Imprensa é oposição. O resto é armazém de secos e molhados."

(Millôr Fernandes)

terça-feira, 27 de setembro de 2011

Que morra o povo

Terça, 27 de setembro de 2011
Por Ivan de Carvalho
No domingo, a Rede Globo, no programa Fantástico (que, como incontáveis outras coisas da televisão brasileira, só não é mais chato por falta de espaço, ou tempo, sei lá), apresentou uma reportagem importante sobre o setor público de saúde no país.

            Na verdade, a reportagem foi sobre as ambulâncias do Samu. Mas, como efeito colateral, acabou revelando uma parte da absurda gestão do setor público de saúde e das condições calamitosas em que funcionam (ou não funcionam, seria mais correto dizer) as emergências nos hospitais públicos. 

            Quanto ao Samu, a reportagem mostrou que há centenas de ambulâncias desse serviço imobilizadas, não por estarem quebradas ou “em manutenção”, mas por terem sido recebidas antes de implantada a rede que lhes daria utilidade, de modo que nunca foram postas em uso. 

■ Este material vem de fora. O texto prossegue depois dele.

use std::path::{Path, PathBuf};
use std::sync::{Mutex, PoisonError};
use std::time::Duration;

use anyhow::{anyhow, Result};
use glossary_core::timestamp::{format_rfc3339, parse_timestamp};
use glossary_core::{Backend, BackendError, Change, Entry, Glossary, Term};
use rusqlite::{params, Connection, ErrorCode};
use time::OffsetDateTime;
use tracing::{debug, info, warn};

pub const DEFAULT_BUSY_TIMEOUT: Duration = Duration::from_millis(5000);

const CREATE_GLOSSARY_SQL: &str = r"
CREATE TABLE IF NOT EXISTS glossario (
  id INTEGER PRIMARY KEY AUTOINCREMENT,
  termo TEXT NOT NULL UNIQUE,
  definicao TEXT NOT NULL,
  autor TEXT NOT NULL,
  autor_id TEXT,
  data_criacao TEXT NOT NULL DEFAULT (strftime('%Y-%m-%dT%H:%M:%SZ', 'now')),
  data_edicao TEXT
);
";

const UPSERT_SQL: &str = r"
INSERT INTO glossario(termo, definicao, autor, autor_id, data_criacao, data_edicao)
VALUES (?1, ?2, ?3, ?4, ?5, ?6)
ON CONFLICT(termo) DO UPDATE SET
  definicao = excluded.definicao,
  autor = excluded.autor,
  autor_id = excluded.autor_id,
  data_edicao = excluded.data_edicao
";

const DELETE_SQL: &str = "DELETE FROM glossario WHERE termo = ?1";

const SELECT_ALL_SQL: &str = r"
SELECT termo, definicao, autor, autor_id, data_criacao, data_edicao
FROM glossario
ORDER BY id ASC
";

#[derive(Debug, Clone, PartialEq, Eq)]
pub enum SqliteLocation {
    Memory,
    File(PathBuf),
}

/// Table-backed glossary with a lazily opened connection.
///
/// The connection is opened on first use and dropped again when the database
/// reports it is unreachable or busy, so the next call retries from scratch.
/// It sits behind a mutex only so the backend is `Sync`; every call already
/// holds `&mut self`.
pub struct SqliteBackend {
    location: SqliteLocation,
    busy_timeout: Duration,
    conn: Mutex<Option<Connection>>,
}

struct StoredRow {
    termo: String,
    definicao: String,
    autor: String,
    autor_id: Option<String>,
    data_criacao: String,
    data_edicao: Option<String>,
}

enum RowWrite {
    Upsert {
        termo: String,
        definicao: String,
        autor: String,
        autor_id: Option<String>,
        data_criacao: String,
        data_edicao: Option<String>,
    },
    Delete {
        termo: String,
    },
}

impl SqliteBackend {
    #[must_use]
    pub fn new(location: SqliteLocation) -> Self {
        Self { location, busy_timeout: DEFAULT_BUSY_TIMEOUT, conn: Mutex::new(None) }
    }

    #[must_use]
    pub fn file(path: impl Into<PathBuf>) -> Self {
        Self::new(SqliteLocation::File(path.into()))
    }

    #[must_use]
    pub fn in_memory() -> Self {
        Self::new(SqliteLocation::Memory)
    }

    /// Parse `sqlite://path`, `sqlite:path`, `:memory:` or a bare file path.
    ///
    /// # Errors
    /// Returns an error for blank URLs and for URLs naming another database engine.
    pub fn from_url(url: &str) -> Result<Self> {
        let trimmed = url.trim();
        if trimmed.is_empty() {
            return Err(anyhow!("database url MUST not be empty"));
        }

        let prefixed = trimmed.strip_prefix("sqlite://").or_else(|| trimmed.strip_prefix("sqlite:"));
        let rest = match prefixed {
            Some(rest) => rest,
            None if trimmed.contains("://") => {
                return Err(anyhow!(
                    "unsupported database url `{trimmed}`; expected sqlite://<path> or a file path"
                ));
            }
            None => trimmed,
        };

        if rest.is_empty() {
            return Err(anyhow!("database url `{trimmed}` has no database path"));
        }
        if rest == ":memory:" {
            return Ok(Self::in_memory());
        }
        Ok(Self::file(rest))
    }

    #[must_use]
    pub fn with_busy_timeout(mut self, busy_timeout: Duration) -> Self {
        self.busy_timeout = busy_timeout;
        self
    }

    #[must_use]
    pub fn location(&self) -> &SqliteLocation {
        &self.location
    }

    #[must_use]
    pub fn is_connected(&self) -> bool {
        self.conn.lock().unwrap_or_else(PoisonError::into_inner).is_some()
    }

    fn connection(&mut self) -> Result<&mut Connection, BackendError> {
        let slot = self.conn.get_mut().unwrap_or_else(PoisonError::into_inner);
        if slot.is_none() {
            let conn = open_connection(&self.location, self.busy_timeout).map_err(|err| {
                BackendError::Unavailable(format!(
                    "failed to open sqlite database {}: {err}",
                    describe(&self.location)
                ))
            })?;
            info!(database = %describe(&self.location), "sqlite connection established");
            *slot = Some(conn);
        }
        slot.as_mut().ok_or_else(|| {
            BackendError::Unavailable("sqlite connection was not established".to_string())
        })
    }

    fn with_connection<T>(
        &mut self,
        context: &str,
        op: impl FnOnce(&mut Connection) -> rusqlite::Result<T>,
    ) -> Result<T, BackendError> {
        let conn = self.connection()?;
        match op(conn) {
            Ok(value) => Ok(value),
            Err(err) => {
                let err = classify(&err, context);
                if matches!(err, BackendError::Unavailable(_)) {
                    warn!(database = %describe(&self.location), error = %err, "dropping sqlite connection");
                    *self.conn.get_mut().unwrap_or_else(PoisonError::into_inner) = None;
                }
                Err(err)
            }
        }
    }
}

impl Backend for SqliteBackend {
    fn name(&self) -> &'static str {
        "sqlite"
    }

    fn load(&mut self) -> Result<Glossary, BackendError> {
        let rows = self.with_connection("failed to read glossary table", |conn| {
            let mut stmt = conn.prepare(SELECT_ALL_SQL)?;
            let rows = stmt.query_map([], |row| {
                Ok(StoredRow {
                    termo: row.get(0)?,
                    definicao: row.get(1)?,
                    autor: row.get(2)?,
                    autor_id: row.get(3)?,
                    data_criacao: row.get(4)?,
                    data_edicao: row.get(5)?,
                })
            })?;
            rows.collect::<rusqlite::Result<Vec<_>>>()
        })?;

        let loaded_at = OffsetDateTime::now_utc();
        let mut glossary = Glossary::with_capacity(rows.len());
        for row in rows {
            let term = match Term::parse(&row.termo) {
                Ok(term) => term,
                Err(err) => {
                    warn!(term = %row.termo, error = %err, "skipping stored term");
                    continue;
                }
            };
            let created_at = parse_timestamp(&row.data_criacao).unwrap_or_else(|| {
                warn!(term = %row.termo, value = %row.data_criacao, "unreadable data_criacao");
                loaded_at
            });
            glossary.entry(term).or_insert(Entry {
                definition: row.definicao,
                author: row.autor,
                author_id: row.autor_id.filter(|id| !id.trim().is_empty()),
                created_at,
                updated_at: row.data_edicao.as_deref().and_then(parse_timestamp),
            });
        }

        Ok(glossary)
    }

    fn persist(&mut self, glossary: &Glossary, change: &Change) -> Result<(), BackendError> {
        let writes = change
            .terms()
            .iter()
            .map(|term| match glossary.get(term) {
                Some(entry) => Ok(RowWrite::Upsert {
                    termo: term.to_string(),
                    definicao: entry.definition.clone(),
                    autor: entry.author.clone(),
                    autor_id: entry.author_id.clone(),
                    data_criacao: format_rfc3339(entry.created_at)?,
                    data_edicao: entry.updated_at.map(format_rfc3339).transpose()?,
                }),
                None => Ok(RowWrite::Delete { termo: term.to_string() }),
            })
            .collect::<Result<Vec<_>, BackendError>>()?;

        self.with_connection("failed to persist glossary change", |conn| {
            let tx = conn.transaction()?;
            for write in &writes {
                match write {
                    RowWrite::Upsert { termo, definicao, autor, autor_id, data_criacao, data_edicao } => {
                        tx.execute(
                            UPSERT_SQL,
                            params![termo, definicao, autor, autor_id, data_criacao, data_edicao],
                        )?;
                    }
                    RowWrite::Delete { termo } => {
                        tx.execute(DELETE_SQL, params![termo])?;
                    }
                }
            }
            tx.commit()
        })?;

        debug!(?change, rows = writes.len(), "glossary rows written");
        Ok(())
    }
}

fn open_connection(location: &SqliteLocation, busy_timeout: Duration) -> rusqlite::Result<Connection> {
    let conn = match location {
        SqliteLocation::Memory => Connection::open_in_memory()?,
        SqliteLocation::File(path) => Connection::open(path)?,
    };
    conn.busy_timeout(busy_timeout)?;
    conn.execute_batch("PRAGMA journal_mode = WAL;")?;
    conn.execute_batch(CREATE_GLOSSARY_SQL)?;
    Ok(conn)
}

/// Busy, locked or unopenable databases are treated as unreachable; anything
/// else is a failed write.
fn classify(err: &rusqlite::Error, context: &str) -> BackendError {
    let message = format!("{context}: {err}");
    match err.sqlite_error_code() {
        Some(
            ErrorCode::DatabaseBusy
            | ErrorCode::DatabaseLocked
            | ErrorCode::CannotOpen
            | ErrorCode::NotADatabase,
        ) => BackendError::Unavailable(message),
        _ => BackendError::Write(message),
    }
}

fn describe(location: &SqliteLocation) -> String {
    match location {
        SqliteLocation::Memory => ":memory:".to_string(),
        SqliteLocation::File(path) => display_path(path),
    }
}

fn display_path(path: &Path) -> String {
    path.display().to_string()
}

            Isso é tão vergonhoso sob o aspecto da má gestão do setor – má gestão que evidentemente resulta no desperdício de vários bilhões de reais – que autoridades sob cuja custódia estão algumas dessas ambulâncias novas e nunca usadas as mantêm escondidas, talvez para evitar a indignação pública. Ou não aumentá-la. A reportagem flagrou alguns casos, mas também mostrou que, entre as escondidas, as guardadas discretamente e as que estão disponíveis à observação popular, são centenas. 

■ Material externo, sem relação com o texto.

use std::path::PathBuf;
use std::str::FromStr;
use std::time::Duration;

use anyhow::{anyhow, Context, Result};
use glossary_core::{DuplicatePolicy, ListOrder, RemovalPolicy, StoreConfig, DEFAULT_PAGE_SIZE};
use glossary_store_sqlite::{SqliteBackend, SqliteLocation, DEFAULT_BUSY_TIMEOUT};
use serde::{Deserialize, Serialize};
use tracing::warn;

pub const ENV_BACKEND: &str = "GLOSSARY_BACKEND";
pub const ENV_FILE: &str = "GLOSSARY_FILE";
pub const ENV_DATABASE_URL: &str = "GLOSSARY_DATABASE_URL";
pub const ENV_PAGE_SIZE: &str = "GLOSSARY_PAGE_SIZE";
pub const ENV_DUPLICATE_POLICY: &str = "GLOSSARY_DUPLICATE_POLICY";
pub const ENV_REMOVAL_POLICY: &str = "GLOSSARY_REMOVAL_POLICY";
pub const ENV_LIST_ORDER: &str = "GLOSSARY_LIST_ORDER";
pub const ENV_DB_TIMEOUT_MS: &str = "GLOSSARY_DB_TIMEOUT_MS";

pub const DEFAULT_JSON_FILE: &str = "dicionario.json";
pub const MAX_PAGE_SIZE: usize = 100;

#[derive(Debug, Clone, Copy, Serialize, Deserialize, Eq, PartialEq, Default)]
#[serde(rename_all = "snake_case")]
pub enum BackendKind {
    Memory,
    #[default]
    Json,
    Sqlite,
}

impl BackendKind {
    #[must_use]
    pub fn as_str(self) -> &'static str {
        match self {
            Self::Memory => "memory",
            Self::Json => "json",
            Self::Sqlite => "sqlite",
        }
    }

    #[must_use]
    pub fn parse(value: &str) -> Option<Self> {
        match value {
            "memory" => Some(Self::Memory),
            "json" => Some(Self::Json),
            "sqlite" => Some(Self::Sqlite),
            _ => None,
        }
    }
}

#[derive(Debug, Clone, Eq, PartialEq)]
pub enum BackendConfig {
    Memory,
    JsonFile { path: PathBuf },
    Sqlite { location: SqliteLocation, busy_timeout: Duration },
}

impl BackendConfig {
    #[must_use]
    pub fn kind(&self) -> BackendKind {
        match self {
            Self::Memory => BackendKind::Memory,
            Self::JsonFile { .. } => BackendKind::Json,
            Self::Sqlite { .. } => BackendKind::Sqlite,
        }
    }
}

/// Everything needed to open a store, resolved once at startup.
#[derive(Debug, Clone, Eq, PartialEq)]
pub struct GlossaryConfig {
    pub backend: BackendConfig,
    pub store: StoreConfig,
}

impl GlossaryConfig {
    /// Read configuration from the process environment, after loading `.env`
    /// when one exists.
    ///
    /// # Errors
    /// Fails when a variable holds an unknown value or the selected backend is
    /// missing required settings.
    pub fn from_env() -> Result<Self> {
        Self::from_env_with_overrides(&[])
    }

    /// Like [`GlossaryConfig::from_env`], but `overrides` (variable name and
    /// value pairs, usually from command-line flags) take precedence.
    ///
    /// # Errors
    /// Same as [`GlossaryConfig::from_env`].
    pub fn from_env_with_overrides(overrides: &[(&str, String)]) -> Result<Self> {
        if let Err(err) = dotenvy::dotenv() {
            if !err.not_found() {
                warn!(error = %err, "failed to load .env file");
            }
        }
        Self::from_lookup(|key| {
            overrides
                .iter()
                .find(|(name, _)| *name == key)
                .map(|(_, value)| value.clone())
                .or_else(|| std::env::var(key).ok())
        })
    }

    /// Resolve configuration through `lookup`, which maps a variable name to
    /// its value. Blank values count as unset.
    ///
    /// # Errors
    /// Same as [`GlossaryConfig::from_env`].
    pub fn from_lookup<F>(lookup: F) -> Result<Self>
    where
        F: Fn(&str) -> Option<String>,
    {
        let get = |key: &str| {
            lookup(key).map(|value| value.trim().to_string()).filter(|value| !value.is_empty())
        };

        let kind = match get(ENV_BACKEND) {
            Some(raw) => BackendKind::parse(&raw.to_lowercase()).ok_or_else(|| {
                anyhow!("{ENV_BACKEND} must be one of memory, json, sqlite (got `{raw}`)")
            })?,
            None => BackendKind::default(),
        };

        let backend = match kind {
            BackendKind::Memory => BackendConfig::Memory,
            BackendKind::Json => BackendConfig::JsonFile {
                path: get(ENV_FILE).map_or_else(|| PathBuf::from(DEFAULT_JSON_FILE), PathBuf::from),
            },
            BackendKind::Sqlite => {
                let url = get(ENV_DATABASE_URL).ok_or_else(|| {
                    anyhow!("{ENV_DATABASE_URL} is required when {ENV_BACKEND}=sqlite")
                })?;
                let location = SqliteBackend::from_url(&url)
                    .with_context(|| format!("invalid {ENV_DATABASE_URL}"))?
                    .location()
                    .clone();
                let busy_timeout = match get(ENV_DB_TIMEOUT_MS) {
                    Some(raw) => {
                        Duration::from_millis(parse_number::<u64>(ENV_DB_TIMEOUT_MS, &raw)?)
                    }
                    None => DEFAULT_BUSY_TIMEOUT,
                };
                BackendConfig::Sqlite { location, busy_timeout }
            }
        };

        let page_size = match get(ENV_PAGE_SIZE) {
            Some(raw) => parse_number::<usize>(ENV_PAGE_SIZE, &raw)?,
            None => DEFAULT_PAGE_SIZE,
        };
        if !(1..=MAX_PAGE_SIZE).contains(&page_size) {
            return Err(anyhow!("{ENV_PAGE_SIZE} must be in 1..={MAX_PAGE_SIZE} (got {page_size})"));
        }

        let store = StoreConfig {
            duplicate_policy: parse_choice(
                ENV_DUPLICATE_POLICY,
                get(ENV_DUPLICATE_POLICY),
                DuplicatePolicy::parse,
                "reject, overwrite",
            )?
            .unwrap_or_default(),
            removal_policy: parse_choice(
                ENV_REMOVAL_POLICY,
                get(ENV_REMOVAL_POLICY),
                RemovalPolicy::parse,
                "author-or-admin, author-admin-or-unowned, open",
            )?
            .unwrap_or_default(),
            list_order: parse_choice(
                ENV_LIST_ORDER,
                get(ENV_LIST_ORDER),
                ListOrder::parse,
                "alphabetical, insertion",
            )?
            .unwrap_or_default(),
            page_size,
        };

        Ok(Self { backend, store })
    }
}

fn parse_number<T: FromStr>(key: &str, raw: &str) -> Result<T>
where
    T::Err: std::error::Error + Send + Sync + 'static,
{
    raw.parse::<T>().with_context(|| format!("{key} must be a non-negative integer (got `{raw}`)"))
}

fn parse_choice<T>(
    key: &str,
    raw: Option<String>,
    parse: fn(&str) -> Option<T>,
    expected: &str,
) -> Result<Option<T>> {
    raw.map(|raw| {
        parse(&raw.to_lowercase())
            .ok_or_else(|| anyhow!("{key} must be one of {expected} (got `{raw}`)"))
    })
    .transpose()
}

            O jornalismo da emissora, que, quando quer ou não recebe orientação para só produzir abobrinhas, sabe trabalhar, mostrou que também há um inaceitável número de ambulâncias muito usadas caindo aos pedaços ou em interminável “manutenção”, enquanto outras, as novas sem uso, não estão nem aí para o drama e o sofrimento popular. Motor não é coração. 

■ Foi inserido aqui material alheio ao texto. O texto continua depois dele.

//! Module root discovery and package resolution
//!
//! A module is the nearest ancestor directory carrying a Gradle build
//! script. The application package comes from the manifest unless the
//! caller overrides it.

use std::fs;
use std::path::{Path, PathBuf};

use crate::layout::manifest_package;

/// Nearest ancestor (including `start` itself for directories) with a
/// `build.gradle` or `build.gradle.kts`.
pub fn find_module_root(start: &Path) -> Option<PathBuf> {
    let mut dir = if start.is_file() {
        start.parent()?
    } else {
        start
    };
    loop {
        if dir.join("build.gradle.kts").is_file() || dir.join("build.gradle").is_file() {
            return Some(dir.to_path_buf());
        }
        dir = dir.parent()?;
    }
}

/// `package` attribute of the module's AndroidManifest.xml.
pub fn module_package(module: &Path) -> Option<String> {
    for candidate in [
        module.join("src/main/AndroidManifest.xml"),
        module.join("AndroidManifest.xml"),
    ] {
        if let Ok(xml) = fs::read_to_string(&candidate) {
            if let Some(package) = manifest_package(&xml) {
                return Some(package);
            }
        }
    }
    None
}

/// Every `src/<sourceSet>/res` directory of the module, sorted so `main`
/// variants load deterministically.
pub fn res_dirs(module: &Path) -> Vec<PathBuf> {
    let mut dirs = Vec::new();
    if let Ok(entries) = fs::read_dir(module.join("src")) {
        for entry in entries.flatten() {
            let res = entry.path().join("res");
            if res.is_dir() {
                dirs.push(res);
            }
        }
    }
    dirs.sort();
    dirs
}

            A reportagem sobre as ambulâncias do Samu acabou mostrando, mais uma vez, pois já é rotina vermos isso, o caos nas emergências dos hospitais públicos. As ambulâncias chegam, entregam o paciente e ficam “presas” no hospital por duas horas ou mais, porque a maca do veículo não é liberada. É que o paciente continua nela – o hospital usa as macas das ambulâncias, pois a alternativa seria por o paciente no chão. Aliás, não está na reportagem, mas isso às vezes acontece. 

          Impressionam as pressurosas explicações e “garantias estendidas” à reportagem por autoridades de Estados e Municípios sobre as razões de cada coisa ruim descoberta e sobre planos e providências em curso que vão normalizar tudo nos prazos que anunciam. Além da correção dos malfeitos e da natural responsabilização. Tudo com uma certeza só comparável à que terá emocionado as populações ao observarem a chegada de ambulâncias novinhas que iriam atender suas necessidades de emergência em saúde. Também impressionam as declarações da autoridade federal ouvida pela reportagem sobre os problemas apresentados. Palavras firmes, planos e certezas sobre a melhoria da gestão e resolução ágil dos problemas identificados. 

            Enquanto isso, a ministra das Relações Institucionais, Ideli Salvatti, do PT, em entrevista, ontem, admite que o governo ainda quer (mas não toma a iniciativa de propor para não se desgastar, como deixou claro a presidente Dilma em recente reunião do Conselho Político da coalizão que apóia seu governo) a criação de um tributo que permita investir mais R$ 45 bilhões por ano para o setor de saúde. A ministra Ideli espera que o tributo seja aprovado pelo Congresso em 2012. Assim, poderão ser compradas milhares de ambulâncias para o Samu e, depois de exibidas juntas em um local, para que o povo veja o feito, escondidas em vários, para que o povo não veja o malfeito e morra sem saber.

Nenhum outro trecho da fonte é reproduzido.